DATA SHOWN: Begin

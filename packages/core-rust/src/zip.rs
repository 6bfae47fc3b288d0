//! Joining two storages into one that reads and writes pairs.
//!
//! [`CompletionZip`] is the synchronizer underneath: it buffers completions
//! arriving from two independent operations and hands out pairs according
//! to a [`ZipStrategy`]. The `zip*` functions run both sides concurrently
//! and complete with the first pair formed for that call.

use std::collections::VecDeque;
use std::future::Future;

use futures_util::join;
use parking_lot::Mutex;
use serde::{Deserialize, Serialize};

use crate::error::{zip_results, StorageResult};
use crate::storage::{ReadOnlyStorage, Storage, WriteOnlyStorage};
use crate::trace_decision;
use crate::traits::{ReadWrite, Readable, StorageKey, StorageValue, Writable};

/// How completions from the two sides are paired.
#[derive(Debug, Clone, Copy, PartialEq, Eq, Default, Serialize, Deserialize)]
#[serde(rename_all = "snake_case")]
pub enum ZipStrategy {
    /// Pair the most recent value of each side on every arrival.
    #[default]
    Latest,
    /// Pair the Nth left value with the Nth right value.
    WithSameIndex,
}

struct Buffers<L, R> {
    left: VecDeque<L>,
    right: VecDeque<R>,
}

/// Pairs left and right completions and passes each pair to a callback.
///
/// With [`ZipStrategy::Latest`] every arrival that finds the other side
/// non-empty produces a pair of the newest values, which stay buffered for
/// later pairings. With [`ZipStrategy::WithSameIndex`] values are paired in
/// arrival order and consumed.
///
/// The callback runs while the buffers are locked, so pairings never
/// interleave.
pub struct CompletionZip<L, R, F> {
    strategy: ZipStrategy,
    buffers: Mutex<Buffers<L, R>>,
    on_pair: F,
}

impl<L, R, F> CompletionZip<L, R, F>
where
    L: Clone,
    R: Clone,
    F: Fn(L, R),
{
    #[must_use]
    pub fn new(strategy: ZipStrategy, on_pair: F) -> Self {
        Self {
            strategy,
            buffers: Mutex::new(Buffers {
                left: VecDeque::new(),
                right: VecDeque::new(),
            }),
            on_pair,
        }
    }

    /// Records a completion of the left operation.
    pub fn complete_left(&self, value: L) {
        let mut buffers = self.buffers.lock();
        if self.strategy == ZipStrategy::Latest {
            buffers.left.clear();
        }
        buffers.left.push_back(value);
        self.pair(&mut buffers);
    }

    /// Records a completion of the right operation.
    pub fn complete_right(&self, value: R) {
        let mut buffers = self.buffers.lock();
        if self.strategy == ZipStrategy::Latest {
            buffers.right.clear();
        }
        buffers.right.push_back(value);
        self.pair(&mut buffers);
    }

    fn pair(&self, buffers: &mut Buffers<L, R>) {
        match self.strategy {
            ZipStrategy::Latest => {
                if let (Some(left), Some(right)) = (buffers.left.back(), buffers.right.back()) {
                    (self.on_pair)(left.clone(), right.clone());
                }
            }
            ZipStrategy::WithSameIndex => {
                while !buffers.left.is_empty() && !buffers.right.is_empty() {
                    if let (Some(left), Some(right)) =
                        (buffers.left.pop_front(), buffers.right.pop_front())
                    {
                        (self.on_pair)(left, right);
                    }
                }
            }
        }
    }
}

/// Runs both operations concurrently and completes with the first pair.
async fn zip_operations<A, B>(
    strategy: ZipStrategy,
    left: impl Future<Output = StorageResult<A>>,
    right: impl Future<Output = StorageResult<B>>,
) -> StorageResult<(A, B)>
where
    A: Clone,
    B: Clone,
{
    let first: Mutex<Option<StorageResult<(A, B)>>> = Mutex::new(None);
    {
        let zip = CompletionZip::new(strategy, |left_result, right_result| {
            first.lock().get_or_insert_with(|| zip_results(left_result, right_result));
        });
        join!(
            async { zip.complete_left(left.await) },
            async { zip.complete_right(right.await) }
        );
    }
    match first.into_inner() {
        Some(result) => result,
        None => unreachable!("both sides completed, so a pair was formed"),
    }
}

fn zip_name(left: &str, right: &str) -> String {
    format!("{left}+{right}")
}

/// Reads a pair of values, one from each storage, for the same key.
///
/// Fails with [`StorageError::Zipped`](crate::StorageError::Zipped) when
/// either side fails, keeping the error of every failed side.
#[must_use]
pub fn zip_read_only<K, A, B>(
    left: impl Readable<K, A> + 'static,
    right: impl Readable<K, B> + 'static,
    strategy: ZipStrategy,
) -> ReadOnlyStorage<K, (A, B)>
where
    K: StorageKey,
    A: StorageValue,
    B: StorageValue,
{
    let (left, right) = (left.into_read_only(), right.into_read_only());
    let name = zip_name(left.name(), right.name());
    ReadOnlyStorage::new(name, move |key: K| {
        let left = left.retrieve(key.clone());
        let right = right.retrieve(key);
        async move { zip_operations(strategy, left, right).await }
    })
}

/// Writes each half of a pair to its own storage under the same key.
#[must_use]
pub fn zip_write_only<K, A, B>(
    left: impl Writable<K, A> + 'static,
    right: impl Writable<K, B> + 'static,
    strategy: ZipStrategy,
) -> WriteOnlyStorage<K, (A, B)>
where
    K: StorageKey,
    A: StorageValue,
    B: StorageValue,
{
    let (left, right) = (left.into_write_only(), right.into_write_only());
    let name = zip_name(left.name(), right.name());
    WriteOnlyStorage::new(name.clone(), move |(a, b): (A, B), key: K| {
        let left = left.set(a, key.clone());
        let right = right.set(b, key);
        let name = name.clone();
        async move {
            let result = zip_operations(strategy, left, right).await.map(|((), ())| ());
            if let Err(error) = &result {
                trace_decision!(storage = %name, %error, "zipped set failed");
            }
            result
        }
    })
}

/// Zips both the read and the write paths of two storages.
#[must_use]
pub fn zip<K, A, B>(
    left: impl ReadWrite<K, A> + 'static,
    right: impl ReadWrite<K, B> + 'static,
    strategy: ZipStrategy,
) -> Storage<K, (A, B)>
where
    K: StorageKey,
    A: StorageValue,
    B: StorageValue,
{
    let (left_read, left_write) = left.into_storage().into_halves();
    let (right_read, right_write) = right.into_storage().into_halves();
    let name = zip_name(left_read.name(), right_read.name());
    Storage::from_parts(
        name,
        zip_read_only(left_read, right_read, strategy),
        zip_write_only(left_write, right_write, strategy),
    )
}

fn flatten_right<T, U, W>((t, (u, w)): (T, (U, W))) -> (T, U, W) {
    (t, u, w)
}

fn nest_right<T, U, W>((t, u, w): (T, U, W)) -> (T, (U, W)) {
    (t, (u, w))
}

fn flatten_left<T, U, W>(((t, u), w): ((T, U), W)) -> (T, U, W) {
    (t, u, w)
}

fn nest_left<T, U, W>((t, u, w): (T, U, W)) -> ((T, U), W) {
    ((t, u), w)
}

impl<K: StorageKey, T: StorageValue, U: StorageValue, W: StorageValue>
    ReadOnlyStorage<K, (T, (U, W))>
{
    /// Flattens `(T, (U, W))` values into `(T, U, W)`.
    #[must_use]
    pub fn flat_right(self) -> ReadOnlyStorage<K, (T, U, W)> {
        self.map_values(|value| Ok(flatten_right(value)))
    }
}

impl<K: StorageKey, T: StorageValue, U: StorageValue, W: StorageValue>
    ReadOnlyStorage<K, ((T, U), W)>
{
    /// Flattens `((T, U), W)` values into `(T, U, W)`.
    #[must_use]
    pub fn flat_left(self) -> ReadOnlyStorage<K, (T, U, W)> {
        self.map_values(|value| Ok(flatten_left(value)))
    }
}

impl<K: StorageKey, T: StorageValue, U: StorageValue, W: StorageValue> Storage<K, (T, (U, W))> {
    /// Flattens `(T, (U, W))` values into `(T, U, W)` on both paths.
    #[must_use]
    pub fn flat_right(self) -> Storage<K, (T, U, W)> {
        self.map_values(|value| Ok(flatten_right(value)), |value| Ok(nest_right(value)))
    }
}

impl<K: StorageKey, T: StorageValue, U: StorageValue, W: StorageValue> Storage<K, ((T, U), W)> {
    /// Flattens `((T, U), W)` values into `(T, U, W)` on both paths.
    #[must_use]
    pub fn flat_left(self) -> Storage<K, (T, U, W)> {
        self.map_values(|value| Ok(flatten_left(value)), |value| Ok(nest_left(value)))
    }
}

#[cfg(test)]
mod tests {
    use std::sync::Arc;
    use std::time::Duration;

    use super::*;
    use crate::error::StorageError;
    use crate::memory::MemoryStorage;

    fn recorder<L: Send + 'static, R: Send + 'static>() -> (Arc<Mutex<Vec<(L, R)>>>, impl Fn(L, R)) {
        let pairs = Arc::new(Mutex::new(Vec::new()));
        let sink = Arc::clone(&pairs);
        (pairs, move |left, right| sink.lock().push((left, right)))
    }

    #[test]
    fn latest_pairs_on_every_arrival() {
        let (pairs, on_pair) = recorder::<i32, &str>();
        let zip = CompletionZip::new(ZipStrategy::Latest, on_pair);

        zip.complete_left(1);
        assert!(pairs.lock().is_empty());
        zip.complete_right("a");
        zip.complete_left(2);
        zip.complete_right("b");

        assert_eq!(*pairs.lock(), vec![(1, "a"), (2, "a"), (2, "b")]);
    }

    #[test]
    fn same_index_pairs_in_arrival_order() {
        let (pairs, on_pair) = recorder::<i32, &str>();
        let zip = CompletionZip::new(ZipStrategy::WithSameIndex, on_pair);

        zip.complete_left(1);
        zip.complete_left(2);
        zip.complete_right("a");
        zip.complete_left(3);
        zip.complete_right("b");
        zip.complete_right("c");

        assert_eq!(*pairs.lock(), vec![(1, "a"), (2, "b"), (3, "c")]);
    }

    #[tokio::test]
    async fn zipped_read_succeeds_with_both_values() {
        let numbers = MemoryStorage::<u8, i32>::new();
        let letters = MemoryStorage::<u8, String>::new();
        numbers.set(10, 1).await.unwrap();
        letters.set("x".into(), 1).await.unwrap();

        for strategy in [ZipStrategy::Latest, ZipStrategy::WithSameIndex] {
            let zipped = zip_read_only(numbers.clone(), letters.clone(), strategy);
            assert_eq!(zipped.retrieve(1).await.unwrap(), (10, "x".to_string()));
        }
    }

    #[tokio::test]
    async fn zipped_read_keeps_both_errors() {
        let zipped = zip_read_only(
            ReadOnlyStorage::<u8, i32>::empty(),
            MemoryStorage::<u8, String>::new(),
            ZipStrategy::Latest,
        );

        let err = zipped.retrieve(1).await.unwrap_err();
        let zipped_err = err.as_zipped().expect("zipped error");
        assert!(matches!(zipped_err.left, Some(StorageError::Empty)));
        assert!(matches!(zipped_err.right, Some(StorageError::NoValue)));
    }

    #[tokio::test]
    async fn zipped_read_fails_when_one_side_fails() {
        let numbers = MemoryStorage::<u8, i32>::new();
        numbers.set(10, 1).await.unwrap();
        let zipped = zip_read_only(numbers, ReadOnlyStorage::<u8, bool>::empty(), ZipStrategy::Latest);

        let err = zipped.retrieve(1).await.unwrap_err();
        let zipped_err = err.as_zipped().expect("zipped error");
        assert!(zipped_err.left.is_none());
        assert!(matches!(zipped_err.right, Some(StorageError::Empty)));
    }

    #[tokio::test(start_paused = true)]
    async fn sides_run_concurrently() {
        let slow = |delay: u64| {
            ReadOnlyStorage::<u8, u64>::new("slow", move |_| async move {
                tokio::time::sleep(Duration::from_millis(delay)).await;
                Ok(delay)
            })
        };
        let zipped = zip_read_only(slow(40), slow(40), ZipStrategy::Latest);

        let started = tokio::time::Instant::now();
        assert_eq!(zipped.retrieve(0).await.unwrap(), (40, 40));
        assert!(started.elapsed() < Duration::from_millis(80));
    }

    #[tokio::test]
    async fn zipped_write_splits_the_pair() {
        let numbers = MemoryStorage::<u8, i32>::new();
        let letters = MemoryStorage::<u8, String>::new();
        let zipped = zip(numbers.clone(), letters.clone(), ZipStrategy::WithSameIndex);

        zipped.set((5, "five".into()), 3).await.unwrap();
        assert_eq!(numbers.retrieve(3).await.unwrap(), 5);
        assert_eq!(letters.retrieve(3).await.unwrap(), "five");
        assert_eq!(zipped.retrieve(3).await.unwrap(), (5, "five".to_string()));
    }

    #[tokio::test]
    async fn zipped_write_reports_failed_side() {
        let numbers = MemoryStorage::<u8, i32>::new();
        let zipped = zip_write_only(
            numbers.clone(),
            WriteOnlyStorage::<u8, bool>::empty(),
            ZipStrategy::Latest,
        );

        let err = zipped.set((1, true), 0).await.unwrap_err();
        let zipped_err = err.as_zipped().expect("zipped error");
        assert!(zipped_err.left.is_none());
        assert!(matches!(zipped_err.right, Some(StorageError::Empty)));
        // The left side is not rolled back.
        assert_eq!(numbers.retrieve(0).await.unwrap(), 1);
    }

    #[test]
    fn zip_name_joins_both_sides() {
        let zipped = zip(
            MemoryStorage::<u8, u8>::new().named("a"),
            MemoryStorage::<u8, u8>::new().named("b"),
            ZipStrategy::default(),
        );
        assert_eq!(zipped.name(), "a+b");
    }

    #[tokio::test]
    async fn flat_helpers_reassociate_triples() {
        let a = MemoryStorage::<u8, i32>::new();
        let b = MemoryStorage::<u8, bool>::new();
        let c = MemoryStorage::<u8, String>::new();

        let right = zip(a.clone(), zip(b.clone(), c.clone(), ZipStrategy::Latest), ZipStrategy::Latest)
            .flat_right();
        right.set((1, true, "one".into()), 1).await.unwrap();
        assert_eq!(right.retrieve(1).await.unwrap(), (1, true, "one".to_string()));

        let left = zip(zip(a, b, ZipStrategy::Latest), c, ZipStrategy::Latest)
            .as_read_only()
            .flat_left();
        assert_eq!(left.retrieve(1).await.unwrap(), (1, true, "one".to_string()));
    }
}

DATA SHOWN: End

• _EXERCISE_
From the listing, reproduce every line where the word "crate" is present.

• _EXERCISE RESULT_
use crate::error::{zip_results, StorageResult};
use crate::storage::{ReadOnlyStorage, Storage, WriteOnlyStorage};
use crate::trace_decision;
use crate::traits::{ReadWrite, Readable, StorageKey, StorageValue, Writable};
/// Fails with [`StorageError::Zipped`](crate::StorageError::Zipped) when
    use crate::error::StorageError;
    use crate::memory::MemoryStorage;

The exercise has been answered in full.